- _WHAT IS BEING ASKED_:
Using the data below, please return every line exactly as given.

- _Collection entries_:
========================================================================

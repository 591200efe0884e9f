pub mod base64url;
pub mod client;
pub mod embed;
pub mod error;
pub mod runner;
pub mod token;

pub use client::{sync_endpoint, SyncClient, SyncResult, DEFAULT_SYNC_TIMEOUT_SECS};
pub use embed::{
    embed_target, embed_target_at, EmbedTarget, DEFAULT_EMBED_PAGE,
    MISSING_CONFIGURATION_PLACEHOLDER,
};
pub use error::SyncError;
pub use runner::{CycleOutcome, CycleReport, SyncRunner};
pub use token::{
    issue_token, issue_token_at, AuthToken, Claims, TokenError, DEFAULT_TOKEN_VALIDITY_SECS,
    TOKEN_AUDIENCE,
};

========================================================================

- _WRITTEN RESPONSE_:
repository 591200efe0884e9f
pub mod base64url;
pub mod client;
pub mod embed;
pub mod error;
pub mod runner;
pub mod token;

pub use client::{sync_endpoint, SyncClient, SyncResult, DEFAULT_SYNC_TIMEOUT_SECS};
pub use embed::{
    embed_target, embed_target_at, EmbedTarget, DEFAULT_EMBED_PAGE,
    MISSING_CONFIGURATION_PLACEHOLDER,
};
pub use error::SyncError;
pub use runner::{CycleOutcome, CycleReport, SyncRunner};
pub use token::{
    issue_token, issue_token_at, AuthToken, Claims, TokenError, DEFAULT_TOKEN_VALIDITY_SECS,
    TOKEN_AUDIENCE,
};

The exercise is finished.